GG5210/6211 

Take-Home Final Exam In Tectonophysics and Elastic Waves

Autumn Semester, 2006

 

Due Friday, December 15, 2006, 5 PM, in RB Smith’s office.

 

All work must be done by yourself, without any help or coaching from others.  If you have aquestion ask the instructor or the TA.  The exam problems are intended to help you understand how one integrates various types of strain, stress, wave propagation, etc. data to solve a typical geophysical problem as well as examine your overall understanding the methodology and theory. Make sure to include all calculations, computer scripts, etc. and anything else in the kitchen sink.

 

1. 300 points, Strain and stress determinations across an active normal fault: the Hebgen Lake fault, Montana.

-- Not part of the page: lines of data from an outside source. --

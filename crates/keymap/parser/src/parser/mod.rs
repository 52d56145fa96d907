//! # Parser
//!
//! Turns plain-text chord definitions into [`Chord`] values. Accepts single chords such as
//! `"ctrl-alt-f1"` and whitespace-separated sequences such as `"ctrl-k ctrl-c"`.
//!
//! ## Supported Syntax
//!
//! ```text
//! chord     = modifiers* key
//! modifiers = modifier "-"
//! modifier  = "meta" | "cmd" | "super" | "ctrl" | "alt" | "shift"
//! key       = fn-key | named-key | char
//! fn-key    = "f" digit digit?
//! named-key = "del" | "insert" | "end" | "enter" | ...
//! char      = any non-whitespace char
//! ```

use std::str::FromStr;

use thiserror::Error;

use crate::node::{Chord, KEY_SEP, Key, MAX_FN_KEY, Modifier, Modifiers};

#[cfg(test)]
mod tests;

/// Function pointer type for parser combinators.
type ParserFn<T> = fn(&mut Parser) -> Result<Option<T>, ParseError>;

/// Error produced when chord text does not match the grammar.
#[derive(Debug, PartialEq, Eq, Clone, Error)]
#[error("parse error at position {position}: {message}")]
pub struct ParseError {
	/// Human-readable description of the parse error.
	pub message: String,
	/// Byte offset in the input where the error occurred.
	pub position: usize,
}

/// Recursive descent state over the remaining input.
struct Parser<'a> {
	input: &'a str,
	/// Current byte position in the full input.
	position: usize,
}

impl<'a> Parser<'a> {
	fn new(input: &'a str) -> Self {
		Self { input, position: 0 }
	}

	fn peek(&self) -> Option<char> {
		self.input.chars().next()
	}

	fn peek_at(&self, n: usize) -> Option<char> {
		self.input.chars().nth(n)
	}

	fn next(&mut self) -> Option<char> {
		let ch = self.peek()?;
		self.position += ch.len_utf8();
		self.input = &self.input[ch.len_utf8()..];
		Some(ch)
	}

	/// Consumes the next character if it matches the expected one.
	fn take(&mut self, expected: char) -> Result<(), ParseError> {
		match self.next() {
			Some(ch) if ch == expected => Ok(()),
			Some(ch) => Err(ParseError {
				message: format!("expected '{expected}', found '{ch}'"),
				position: self.position - ch.len_utf8(),
			}),
			None => Err(ParseError {
				message: format!("expected '{expected}', found end of input"),
				position: self.position,
			}),
		}
	}

	/// Runs `f`, restoring the parser state if it yields nothing or fails.
	fn try_parse<T, F>(&mut self, f: F) -> Result<Option<T>, ParseError>
	where
		F: FnOnce(&mut Parser<'a>) -> Result<Option<T>, ParseError>,
	{
		let snapshot = (self.input, self.position);
		match f(self) {
			Ok(Some(val)) => Ok(Some(val)),
			Ok(None) | Err(_) => {
				(self.input, self.position) = snapshot;
				Ok(None)
			}
		}
	}

	fn take_while<F>(&mut self, predicate: F) -> &'a str
	where
		F: Fn(char) -> bool,
	{
		let len = self.input.find(|ch| !predicate(ch)).unwrap_or(self.input.len());
		let (taken, rest) = self.input.split_at(len);
		self.input = rest;
		self.position += len;
		taken
	}

	/// Returns the result of the first parser that produces a value.
	fn alt<T>(&mut self, parsers: &[ParserFn<T>]) -> Result<Option<T>, ParseError> {
		for p in parsers {
			if let Some(value) = p(self)? {
				return Ok(Some(value));
			}
		}
		Ok(None)
	}

	fn error(&self, message: String) -> ParseError {
		ParseError {
			message,
			position: self.position,
		}
	}
}

/// Parses a single chord expression such as `"ctrl-b"`, `"meta-enter"` or `"f1"`.
///
/// # Errors
///
/// Returns a [`ParseError`] if the input does not match the grammar or has trailing input.
pub fn parse(s: &str) -> Result<Chord, ParseError> {
	let mut parser = Parser::new(s);
	let chord = parse_chord(&mut parser)?;

	if let Some(ch) = parser.peek() {
		return Err(parser.error(format!("expected end of input, found '{ch}'")));
	}

	Ok(chord)
}

/// Grammar: `chord = modifiers* key`
fn parse_chord(parser: &mut Parser) -> Result<Chord, ParseError> {
	let mut modifiers = Modifiers::empty();
	while let Some(modifier) = try_parse_modifier(parser)? {
		modifiers |= modifier.flag();
	}

	let key = parse_key(parser)?;
	Ok(Chord::new(modifiers, key))
}

/// Attempts to parse a single modifier followed by a `-`.
fn try_parse_modifier(parser: &mut Parser) -> Result<Option<Modifier>, ParseError> {
	parser.try_parse(|p| {
		let name = p.take_while(|ch| ch.is_ascii_alphabetic());
		let Ok(modifier) = name.parse::<Modifier>() else {
			return Ok(None);
		};

		p.take(KEY_SEP)?;

		Ok(Some(modifier))
	})
}

fn parse_key(parser: &mut Parser) -> Result<Key, ParseError> {
	match parser.alt(&[try_parse_fn_key, try_parse_named_key, try_parse_char])? {
		Some(key) => Ok(key),
		None => Err(parser.error("expected a valid key".to_string())),
	}
}

/// Attempts to parse a function key (`"f1"` to `"f35"`).
///
/// Only activates when the input starts with `f` followed by a digit. Once activated, the
/// digits must form a valid function key number or an error is returned.
fn try_parse_fn_key(parser: &mut Parser) -> Result<Option<Key>, ParseError> {
	if parser.peek() != Some('f') {
		return Ok(None);
	}

	if !matches!(parser.peek_at(1), Some(ch) if ch.is_ascii_digit()) {
		return Ok(None);
	}

	parser.take('f')?;
	let num = parser.take_while(|ch| ch.is_ascii_digit());

	match num.parse::<u8>() {
		Ok(n) if (1..=MAX_FN_KEY).contains(&n) => Ok(Some(Key::F(n))),
		_ => Err(parser.error("invalid function key number (must be 1-35)".to_string())),
	}
}

/// Attempts to parse a named key such as `"del"`, `"insert"` or `"enter"`.
fn try_parse_named_key(parser: &mut Parser) -> Result<Option<Key>, ParseError> {
	parser.try_parse(|p| {
		let name = p.take_while(|ch| ch.is_ascii_alphabetic());
		if name.len() < 2 {
			return Ok(None);
		}

		Ok(name.parse::<Key>().ok())
	})
}

fn try_parse_char(parser: &mut Parser) -> Result<Option<Key>, ParseError> {
	match parser.peek() {
		Some(ch) if !ch.is_whitespace() => {
			parser.next();
			Ok(Some(Key::Char(ch)))
		}
		_ => Ok(None),
	}
}

/// Parses a whitespace-separated sequence of chords.
///
/// # Errors
///
/// Returns a [`ParseError`] if any segment fails to parse or the input holds no chords.
/// Positions are reported relative to the whole input.
pub fn parse_seq(s: &str) -> Result<Vec<Chord>, ParseError> {
	let mut chords = Vec::new();
	let mut offset = 0;

	for part in s.split_whitespace() {
		let start = offset + s[offset..].find(part).unwrap_or(0);
		offset = start + part.len();

		let chord = parse(part).map_err(|err| ParseError {
			position: start + err.position,
			..err
		})?;
		chords.push(chord);
	}

	if chords.is_empty() {
		return Err(ParseError {
			message: "empty key sequence".to_string(),
			position: 0,
		});
	}

	Ok(chords)
}

impl FromStr for Chord {
	type Err = ParseError;

	fn from_str(s: &str) -> Result<Self, Self::Err> {
		parse(s)
	}
}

The extensional tectonic regime of the Basin and Range province is emphasized by the occurrence of the largest earthquake in Rocky Mountain history, the M_s 7.5 Hebgen Lake, MT, earthquake (Doser, 1985). This rupture accompanying this earthquake exhibited more than 5.5 m of vertical normal-fault displacement over a 40 km fault length.  Because of its large size, this earthquake has been taken as the quintessential normal-faulting earthquake, i.e., the maximum credible earthquake for the Wasatch Front.

Because of its size and importance, many studies of this earthquake have been made including earthquake source analyses and geodetic measurements.  Savage et al, (1993) and Savage, Lisowski, and Prescott (1989) have reported measuring large strain rates across the Hebgen Lake fault zone, many years after the earthquake based upon re-observations of horizontal control points by trilateration measurements using EDM (Electronic Distance Measurements).  GPS measurements by the U of U confirm these rates to as recently as 2001.  The strain rates for this fault are as large as some across parts of the San Andreas fault.

The following papers are referenced for background material and you are encouraged to read them.  You can get copies of the papers in the library.

 

Barrientos, S. E., R. S. Stein and S. N. Ward, 1987, Comparison of the 1959 Hebgen Lake, Montana, and the 1983 Borah Peak, Idaho, earthquakes from geodetic observations, Bull. Seismol. Soc. Amer., 77, 784-808.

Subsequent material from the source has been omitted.